Une version en anglais de cet article est disponible ici.

Romain Valadier-Picard, n°6 à la ranking des -60 kg – Pas facile d’attaquer une olympiade sous les mêmes couleurs que le n°1 mondial de la catégorie. Cette obligation de devoir passer sur le corps du métronome Luka Mkheidze, troisième aux JO de Tokyo, deuxième à ceux de Paris et champion d’Europe 2023, Romain Valadier-Picard l’a intégrée et digérée dès l’été 2024, ainsi qu’il nous le racontait à l’époque dans un long journal de bord. Revenu aux affaires pour tout défourailler, le judoka de l’ACBB va y aller méthodiquement : enchaînement de stages au Japon (« on leur simplifie trop la tâche à force de faire des complexes contre eux ; pour moi ça commence par redresser ma posture »), reprise de repères en Ouzbékistan, champion de France en novembre, vainqueur du Grand Chelem de Paris en février en dominant enfin et pour la première fois, à sa sixième tentative, un représentant du Soleil levant. Il se blesse malheureusement au stage international qui suit : rupture du ligament externe du genou droit. Comme en décembre à son retour du stage de Tokyo où il y avait laissé un doigt, il doit passer sur le billard. Trois semaines de béquilles, trois semaines de rééducation à Capbreton, de bonnes sensations au stage international de Benidorm. Il se rassure à quinze jours des mondes en remportant la Coupe d’Europe de Sarajevo. À Budapest, l’homme a la jupe la plus longue du circuit passe les tours sans trembler, profitant du retour du yuko pour remettre au goût du jour l’expression « coller un sapin de Noël » face au Hongrois Csanad Feczko – celui-là même qui avait écarté Luka Mkheidze au tour d’avant, reportant de quelques mois la grande explication fratricide qui ne devrait pas manquer d’arriver sur cette olympiade. Battu en finale par le Japonais Nagayama à la joie revancharde toute silencieuse, il déclare dans la foulée ne pas se satisfaire de cette couleur de métal, avec cette mentali-Té propre au groupe des Forces spéciales dont il est lui aussi issu : « Je veux devenir meilleur que les meilleurs et avoir mon portrait à l’Insep » (en France, les champions du monde ont le privilège de voir leur portrait affiché à vie sur les murs du dojo de l’Insep, NDLR). Trois semaines de repos actif à Paris, Toulouse, Lyon, Chambéry et… à 3 887 m au sommet du mont Fuji avec son compère Alexandre Tama, avant d’aller transpirer avec l’équipe de France à Kokushikan puis Tenri. Où il souffle ses vingt-trois bougies, le 20 juillet.

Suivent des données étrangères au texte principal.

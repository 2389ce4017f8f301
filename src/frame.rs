//! On-wire FEC frame format.
//!
//! Every frame is a fixed 25-byte header followed by the block payload. All
//! integers are big-endian. One frame maps to exactly one transport payload;
//! frames are never fragmented.
//!
//! ```text
//! ┌──────────┬──────────┬─────────────┬──────────────┬─────────────┬──────────┬─────────┐
//! │ type     │ group_id │ block_index │ total_blocks │ payload_len │ reserved │ payload │
//! │ (1B)     │ (8B)     │ (4B)        │ (4B)         │ (4B)        │ (4B)     │ (L)     │
//! └──────────┴──────────┴─────────────┴──────────────┴─────────────┴──────────┴─────────┘
//! ```
//!
//! The reserved bytes are written as zero and ignored on parse.

use crate::{Error, Result};

/// Fixed header size in bytes.
pub const HEADER_LEN: usize = 25;

/// Frame type discriminator.
#[derive(Debug, Clone, Copy, PartialEq, Eq)]
#[repr(u8)]
pub enum FrameType {
    /// Source data block (index `0..k`).
    Source = 0xF0,
    /// Repair block (index `k..k+m`).
    Repair = 0xF1,
}

impl FrameType {
    /// Parse the frame type byte.
    pub fn from_u8(value: u8) -> Option<Self> {
        match value {
            0xF0 => Some(Self::Source),
            0xF1 => Some(Self::Repair),
            _ => None,
        }
    }
}

/// Parsed frame header.
#[derive(Debug, Clone, Copy, PartialEq, Eq)]
pub struct FrameHeader {
    /// Source or repair.
    pub frame_type: FrameType,
    /// Encoding group this block belongs to.
    pub group_id: u64,
    /// Position of the block within the group, `0..total_blocks`.
    pub block_index: u32,
    /// Total blocks in the group (`k + m`).
    pub total_blocks: u32,
    /// Payload length in bytes; equals the group's block size for
    /// well-formed frames.
    pub payload_length: u32,
}

/// A complete FEC frame: header plus payload.
#[derive(Debug, Clone, PartialEq, Eq)]
pub struct FecFrame {
    pub header: FrameHeader,
    pub payload: Vec<u8>,
}

impl FecFrame {
    /// Build a source frame.
    pub fn source(group_id: u64, block_index: u32, total_blocks: u32, payload: Vec<u8>) -> Self {
        Self {
            header: FrameHeader {
                frame_type: FrameType::Source,
                group_id,
                block_index,
                total_blocks,
                payload_length: payload.len() as u32,
            },
            payload,
        }
    }

    /// Build a repair frame.
    pub fn repair(group_id: u64, block_index: u32, total_blocks: u32, payload: Vec<u8>) -> Self {
        Self {
            header: FrameHeader {
                frame_type: FrameType::Repair,
                group_id,
                block_index,
                total_blocks,
                payload_length: payload.len() as u32,
            },
            payload,
        }
    }

    /// Whether this frame carries original stream data.
    pub fn is_source(&self) -> bool {
        self.header.frame_type == FrameType::Source
    }

    /// Whether this frame carries redundancy.
    pub fn is_repair(&self) -> bool {
        self.header.frame_type == FrameType::Repair
    }

    /// Total serialized size.
    pub fn wire_len(&self) -> usize {
        HEADER_LEN + self.payload.len()
    }

    /// Serialize header and payload into a fresh buffer. Infallible for a
    /// well-formed frame.
    pub fn serialize(&self) -> Vec<u8> {
        let mut buf = Vec::with_capacity(self.wire_len());
        buf.push(self.header.frame_type as u8);
        buf.extend_from_slice(&self.header.group_id.to_be_bytes());
        buf.extend_from_slice(&self.header.block_index.to_be_bytes());
        buf.extend_from_slice(&self.header.total_blocks.to_be_bytes());
        buf.extend_from_slice(&self.header.payload_length.to_be_bytes());
        buf.extend_from_slice(&[0u8; 4]); // reserved
        buf.extend_from_slice(&self.payload);
        buf
    }

    /// Parse a frame from raw bytes.
    ///
    /// Trailing bytes beyond `HEADER_LEN + payload_length` are ignored.
    pub fn parse(data: &[u8]) -> Result<Self> {
        if data.len() < HEADER_LEN {
            return Err(Error::ShortHeader(data.len()));
        }

        let frame_type = FrameType::from_u8(data[0]).ok_or(Error::UnknownFrameType(data[0]))?;
        let group_id = u64::from_be_bytes(data[1..9].try_into().unwrap());
        let block_index = u32::from_be_bytes(data[9..13].try_into().unwrap());
        let total_blocks = u32::from_be_bytes(data[13..17].try_into().unwrap());
        let payload_length = u32::from_be_bytes(data[17..21].try_into().unwrap());
        // data[21..25] reserved: accepted, ignored.

        let end = HEADER_LEN + payload_length as usize;
        if data.len() < end {
            return Err(Error::ShortPayload {
                expected: end,
                have: data.len(),
            });
        }

        Ok(Self {
            header: FrameHeader {
                frame_type,
                group_id,
                block_index,
                total_blocks,
                payload_length,
            },
            payload: data[HEADER_LEN..end].to_vec(),
        })
    }
}

#[cfg(test)]
mod tests {
    use super::*;

    #[test]
    fn test_frame_type_from_u8() {
        assert_eq!(FrameType::from_u8(0xF0), Some(FrameType::Source));
        assert_eq!(FrameType::from_u8(0xF1), Some(FrameType::Repair));
        assert_eq!(FrameType::from_u8(0x08), None);
        assert_eq!(FrameType::from_u8(0x00), None);
    }

    #[test]
    fn test_roundtrip_source_frame() {
        let frame = FecFrame::source(42, 3, 6, vec![1, 2, 3, 4, 5]);
        let bytes = frame.serialize();
        assert_eq!(bytes.len(), HEADER_LEN + 5);
        assert_eq!(FecFrame::parse(&bytes).unwrap(), frame);
    }

    #[test]
    fn test_roundtrip_repair_frame_large_ids() {
        let frame = FecFrame::repair(0xDEAD_BEEF, 7, 10, vec![0xAA; 1200]);
        let bytes = frame.serialize();
        assert_eq!(bytes.len(), 25 + 1200);
        let parsed = FecFrame::parse(&bytes).unwrap();
        assert_eq!(parsed, frame);
        assert!(parsed.is_repair());
        assert!(!parsed.is_source());
    }

    #[test]
    fn test_wire_layout_is_big_endian() {
        let frame = FecFrame::source(0x0102030405060708, 0x0A0B0C0D, 0x01020304, vec![]);
        let bytes = frame.serialize();
        assert_eq!(bytes[0], 0xF0);
        assert_eq!(&bytes[1..9], &[1, 2, 3, 4, 5, 6, 7, 8]);
        assert_eq!(&bytes[9..13], &[0x0A, 0x0B, 0x0C, 0x0D]);
        assert_eq!(&bytes[13..17], &[1, 2, 3, 4]);
        assert_eq!(&bytes[17..21], &[0, 0, 0, 0]);
        assert_eq!(&bytes[21..25], &[0, 0, 0, 0]);
    }

    #[test]
    fn test_short_header() {
        assert_eq!(FecFrame::parse(&[0xF0; 24]), Err(Error::ShortHeader(24)));
        assert_eq!(FecFrame::parse(&[]), Err(Error::ShortHeader(0)));
    }

    #[test]
    fn test_short_payload() {
        let frame = FecFrame::source(1, 0, 6, vec![0u8; 100]);
        let bytes = frame.serialize();
        assert_eq!(
            FecFrame::parse(&bytes[..HEADER_LEN + 50]),
            Err(Error::ShortPayload {
                expected: HEADER_LEN + 100,
                have: HEADER_LEN + 50,
            })
        );
    }

    #[test]
    fn test_unknown_frame_type() {
        let mut bytes = FecFrame::source(1, 0, 6, vec![0u8; 8]).serialize();
        bytes[0] = 0x08;
        assert_eq!(FecFrame::parse(&bytes), Err(Error::UnknownFrameType(0x08)));
    }

    #[test]
    fn test_nonzero_reserved_accepted_and_ignored() {
        let frame = FecFrame::source(9, 1, 6, vec![7u8; 16]);
        let mut bytes = frame.serialize();
        bytes[21..25].copy_from_slice(&[0xDE, 0xAD, 0xBE, 0xEF]);
        assert_eq!(FecFrame::parse(&bytes).unwrap(), frame);
    }

    #[test]
    fn test_trailing_bytes_ignored() {
        let frame = FecFrame::source(5, 2, 6, vec![9u8; 10]);
        let mut bytes = frame.serialize();
        bytes.extend_from_slice(&[0xFF; 7]);
        assert_eq!(FecFrame::parse(&bytes).unwrap(), frame);
    }
}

Ariane Toro Soler, n°10 à la ranking des -52 kg – C’est autour d’un café face à la mer à Alicante en juin 2024 avec l’entraîneur Carlos Montero que notre attention fut portée sur la trajectoire de cette -52 kg sans cesse sur l’attaque. « Tu devrais la garder à l’œil » nous glissa le technicien aux redoutables connaissances en ne waza, ancien entraîneur des multi-médaillées européennes et mondiales Cecilia Blanco et María Bernabeu. À la ville, Ariane est la fille de Yolanda Soler, triple championne d’Europe et médaillée en -48 kg aux Jeux d’Atlanta, et de José Tomás Toro, titulaire des -65 kg pour l’Espagne lors de ces mêmes JO états-uniens. Vice-championne d’Europe juniors à l’automne 2023, l’enfant de Pampelune débarque dans la foulée sans complexes sur le circuit sénior à la façon d’un Fabio Basile pour l’Italie deux olympiades plus tôt. Trois podiums en Grand Chelem et une médaille européenne plus tard, la voici sélectionnée pour les Jeux de Paris au nez et à la barbe d’Estrella Lopez-Shériff, son aînée de onze ans, titulaire pressentie quelques mois auparavant encore mais qui se liquéfia littéralement dans la dernière ligne droite (neuf défaites au premier tour entre novembre 2023 et avril 2024).
Si l’épreuve individuelle du 28 juillet tourne court pour la novice, cette dernière marque les esprits six jours plus tard. Lors des équipes mixtes du samedi, elle a le toupet de mener par waza-ari face à Sa Majesté Uta Abe elle-même. Certes, l’alors quadruple championne du monde nippone est encore groggy de son élimination surprise le dimanche précédent au deuxième tour de l’épreuve dont elle était la tenante du titre. À l’expérience autant qu’à l’orgueil, la petite sœur d’Hifumi finit tout de même par se sortir du guêpier – et le Japon de dompter non sans mal les valeureux Espagnols.
À nouveau sur le podium européen en avril à Podgorica, Ariane signe un début de championnats du monde tonitruant le 14 juin à Budapest. Elle domine avec la manière rien moins que l’Italienne Odette Giuffrida, double médaillée olympique et tenante du titre mondial, et la numéro deux japonaise Kisumi Omori, vainqueure cette saison du Grand Prix de Zagreb et des Grands Chelems de Tokyo et de Paris… Mais le rêve tourne court. En demies face à l’inépuisable Distria Krasniqi puis en place de trois face à la locale Roza Gyertyas, elle baisse pavillon physiquement et s’en veut encore. « C’est frustrant d’autant que je restais sur trois victoires en un an sur la Hongroise et que je sens que la Kosovare a bossé sur moi depuis que je l’ai dominée à Tbilissi l’année dernière… Je vais prendre l’été pour digérer, partir en vacances avec mes amies et profiter de cette longue période sans grosses échéances pour me préparer correctement pour la suite. » Dans le viseur de celle qui a soufflé vingt-et-une bougies le 10 juillet, un stage de trois semaines au Japon en septembre et le Grand Chelem de Tokyo en décembre.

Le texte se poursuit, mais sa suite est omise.